Folha de S. Paulo


Cercado pela Síria, campo de refugiados vive o caos

Quando fugiram do que era a Palestina britânica, durante a fundação de Israel, em 1948, milhares de refugiados palestinos encontraram na periferia de Damasco um lar onde passaram a discutir o chamado ano da "nakba", ou seja, de sua "catástrofe".

Esses refugiados procuram agora, décadas depois, um novo termo para referir-se ao desastre em andamento no campo de Yarmuk, fundado em 1957 para abrigá-los.

Em meio ao conflito civil regional, o Exército sírio sitiou o local e, desde julho, controla a passagem de pessoas e, mais grave, de alimentos e auxílio humanitário.

A partir de então, a comunidade internacional tem denunciado o que considera um crime de guerra, devido à morte de dezenas de civis, vitimados pela desnutrição.

"É um lugar de sofrimento humano inimaginável", diz à Folha Chris Gunness, porta-voz da agência da ONU para refugiados palestinos. "Há relatos sobre crianças desnutridas, mulheres morrendo no parto por falta de cuidado médico e civis obrigados a comer ração animal", afirma.

Do total de 160 mil palestinos em Yarmuk, antes do conflito, há hoje cerca de 18 mil. Moram no campo, também, 2.000 cidadãos sírios.

"Estou esperando alguma coisa acontecer e eu voltar para casa", diz à reportagem Hussein Ahmad Hamud, nos entornos do campo. Ele deixou Yarmuk há dez meses, durante a intensificação dos embates. "A comida entra no campo, mas os grupos armados roubam tudo."

Ali Keilani, também do lado de fora do campo, completa afirmando que seus pais, presos dentro de Yarmuk, "estão comendo o mato".

O refugiado Majid Duwa conta que seu filho foi morto em 21 de março por um franco-atirador rebelde, durante uma entrega de mantimentos. "Ele ajudava a distribuir comida", diz. Espancado por insurgentes, Duwa afirma ter deixado Yarmuk há um mês e, desde então, ter dormido em um parque público.

Um relatório da Anistia Internacional publicado em março aponta que quase 200 civis morreram em Yarmuk desde julho, 128 deles por desnutrição.
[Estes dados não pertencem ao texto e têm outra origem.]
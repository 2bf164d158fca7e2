//! Section generator library.
//!
//! One generator per [`SectionId`]. Every generator reads the shared data
//! object through [`Fields`], may embed diagram descriptors, and returns
//! exactly one [`Page`]. Generators share no mutable state, so the order in
//! which they run never changes their output, and each one renders a
//! complete page from an empty data object.

mod article;
mod invoice;
mod letters;
mod proposal;

use crate::interpolate::{value_to_text, Fields};
use crate::invoice::InvoiceSummary;
use crate::model::{DocumentType, Page, SectionId};
use crate::render::ComposeOptions;
use serde_json::Value;

/// Signature shared by all section generators.
pub type SectionFn = fn(&SectionContext<'_>) -> Page;

/// Read-only inputs shared by every section of one composition.
#[derive(Debug, Clone, Copy)]
pub struct SectionContext<'a> {
    /// Type being composed
    pub document_type: DocumentType,
    /// Caller-owned data object
    pub data: &'a Value,
    /// Composition options
    pub options: &'a ComposeOptions,
    /// All sections of the document, in page order
    pub outline: &'a [SectionId],
    /// Invoice totals, computed before generation when a section needs them
    pub invoice: Option<&'a InvoiceSummary>,
}

impl<'a> SectionContext<'a> {
    /// Create a context without invoice totals.
    pub fn new(
        document_type: DocumentType,
        data: &'a Value,
        options: &'a ComposeOptions,
        outline: &'a [SectionId],
    ) -> Self {
        Self {
            document_type,
            data,
            options,
            outline,
            invoice: None,
        }
    }

    /// Attach computed invoice totals.
    pub fn with_invoice(mut self, invoice: &'a InvoiceSummary) -> Self {
        self.invoice = Some(invoice);
        self
    }

    /// Field access for this composition.
    pub fn fields(&self) -> Fields<'a> {
        Fields::new(self.data, self.options).with_id_prefix(self.document_type.id_prefix())
    }
}

/// Look up the generator for a section.
pub fn generator(section: SectionId) -> SectionFn {
    match section {
        SectionId::Cover => proposal::cover,
        SectionId::TableOfContents => article::table_of_contents,
        SectionId::ExecutiveSummary => proposal::executive_summary,
        SectionId::CompanyOverview => proposal::company_overview,
        SectionId::ClientBackground => proposal::client_background,
        SectionId::ProblemStatement => proposal::problem_statement,
        SectionId::Objectives => proposal::objectives,
        SectionId::ScopeOfWork => proposal::scope_of_work,
        SectionId::SolutionOverview => proposal::solution_overview,
        SectionId::Architecture => proposal::architecture,
        SectionId::TechnologyStack => proposal::technology_stack,
        SectionId::Features => proposal::features,
        SectionId::Methodology => proposal::methodology,
        SectionId::Timeline => proposal::timeline,
        SectionId::Milestones => proposal::milestones,
        SectionId::Team => proposal::team,
        SectionId::RolesResponsibilities => proposal::roles_responsibilities,
        SectionId::QualityAssurance => proposal::quality_assurance,
        SectionId::SecurityCompliance => proposal::security_compliance,
        SectionId::RiskMatrix => proposal::risk_matrix,
        SectionId::CommunicationPlan => proposal::communication_plan,
        SectionId::Pricing => proposal::pricing,
        SectionId::PaymentTerms => proposal::payment_terms,
        SectionId::SupportMaintenance => proposal::support_maintenance,
        SectionId::CaseStudies => proposal::case_studies,
        SectionId::Assumptions => proposal::assumptions,
        SectionId::LegalTerms => proposal::legal_terms,
        SectionId::Acceptance => proposal::acceptance,
        SectionId::Letterhead => letters::letterhead,
        SectionId::OfferDetails => letters::offer_details,
        SectionId::Compensation => letters::compensation,
        SectionId::Benefits => letters::benefits,
        SectionId::OfferTerms => letters::offer_terms,
        SectionId::OfferAcceptance => letters::offer_acceptance,
        SectionId::TerminationNotice => letters::termination_notice,
        SectionId::FinalSettlement => letters::final_settlement,
        SectionId::ReturnOfProperty => letters::return_of_property,
        SectionId::TerminationAcknowledgement => letters::termination_acknowledgement,
        SectionId::InvoiceHeader => invoice::invoice_header,
        SectionId::BillTo => invoice::bill_to,
        SectionId::LineItems => invoice::line_items,
        SectionId::InvoiceTotals => invoice::invoice_totals,
        SectionId::PaymentDetails => invoice::payment_details,
        SectionId::InvoiceNotes => invoice::invoice_notes,
        SectionId::ArticleHeader => article::article_header,
        SectionId::ArticleBody => article::article_body,
        SectionId::References => article::references,
        SectionId::AuthorBio => article::author_bio,
    }
}

/// Run the generator for a section.
pub fn generate(section: SectionId, ctx: &SectionContext<'_>) -> Page {
    log::debug!("Generating section '{}' for {}", section, ctx.document_type);
    generator(section)(ctx)
}

/// Items of a narrative list, or the given defaults when the field is absent.
fn list_or(fields: &Fields<'_>, path: &str, defaults: &[&str]) -> Vec<String> {
    let items = fields.strings(path);
    if items.is_empty() {
        defaults.iter().map(|s| s.to_string()).collect()
    } else {
        items
    }
}

/// Text of an array element that may be a plain string or an object.
fn item_text(item: &Value, key: &str, placeholder: &str) -> String {
    match item {
        Value::Object(map) => map
            .get(key)
            .filter(|v| crate::interpolate::is_present(v) && !v.is_object())
            .map(value_to_text)
            .unwrap_or_else(|| placeholder.to_string()),
        other if crate::interpolate::is_present(other) => value_to_text(other),
        _ => placeholder.to_string(),
    }
}

#[cfg(test)]
mod tests {
    use super::*;
    use serde_json::json;

    #[test]
    fn test_every_section_renders_from_empty_data() {
        let data = json!({});
        let options = ComposeOptions::default();
        let outline = SectionId::ALL;
        for doc_type in DocumentType::ALL {
            let ctx = SectionContext::new(doc_type, &data, &options, &outline);
            for section in SectionId::ALL {
                let page = generate(section, &ctx);
                assert_eq!(page.section, section);
                assert!(!page.is_empty(), "{} rendered empty", section);
            }
        }
    }

    #[test]
    fn test_generators_do_not_depend_on_order() {
        let data = json!({ "projectName": "Atlas", "phases": [{ "name": "Build" }] });
        let options = ComposeOptions::default();
        let outline = [SectionId::Timeline, SectionId::Cover];
        let ctx = SectionContext::new(DocumentType::Proposal, &data, &options, &outline);

        let forward: Vec<Page> = outline.iter().map(|s| generate(*s, &ctx)).collect();
        let mut backward: Vec<Page> = outline.iter().rev().map(|s| generate(*s, &ctx)).collect();
        backward.reverse();
        assert_eq!(forward, backward);
    }

    #[test]
    fn test_list_or_and_item_text() {
        let data = json!({ "goals": ["Grow"], "people": [{ "name": "Ada" }, "Bob", {}] });
        let options = ComposeOptions::default();
        let fields = Fields::new(&data, &options);

        assert_eq!(list_or(&fields, "goals", &["x"]), vec!["Grow"]);
        assert_eq!(list_or(&fields, "missing", &["x"]), vec!["x"]);

        let people = fields.array("people");
        assert_eq!(item_text(&people[0], "name", "[Name]"), "Ada");
        assert_eq!(item_text(&people[1], "name", "[Name]"), "Bob");
        assert_eq!(item_text(&people[2], "name", "[Name]"), "[Name]");
    }
}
Moradores afirmam não ter comido frutas e vegetais nos últimos meses.

FINANCIAMENTO

A ONU iniciou a entrega de ajuda humanitária em janeiro deste ano, em acordo com o regime. Mas os frequentes confrontos têm impedido a entrada de alimento.

Desde então, foram enviados cerca de 10 mil lotes de comida. O escritório da ONU calcula serem necessários 700 pacotes ao dia, no mínimo, para suprir as necessidades dos moradores.

Há, além das Nações Unidas, uma série de organizações de apoio aos famintos de Yarmuk. O Comitê Beneficente para o Povo Palestino, financiado pelo grupo terrorista Jihad Islâmico, diz entregar até 500 caixas ao dia a famílias que saíram do campo.

Na Síria, a fome não afeta apenas os refugiados palestinos. Uma seca histórica e uma baixa recorde na produção de trigo devem empurrar milhões para a desnutrição, segundo o Programa Mundial de Alimentos da ONU (PAM).

E, conforme a ONU, só 8% do orçamento da instituição para 2014 relativo à Síria está garantido. O Brasil não fez doações desde o início da crise. O PAM ajuda 4,2 milhões de pessoas na Síria, mas precisaria ajudar 6 milhões.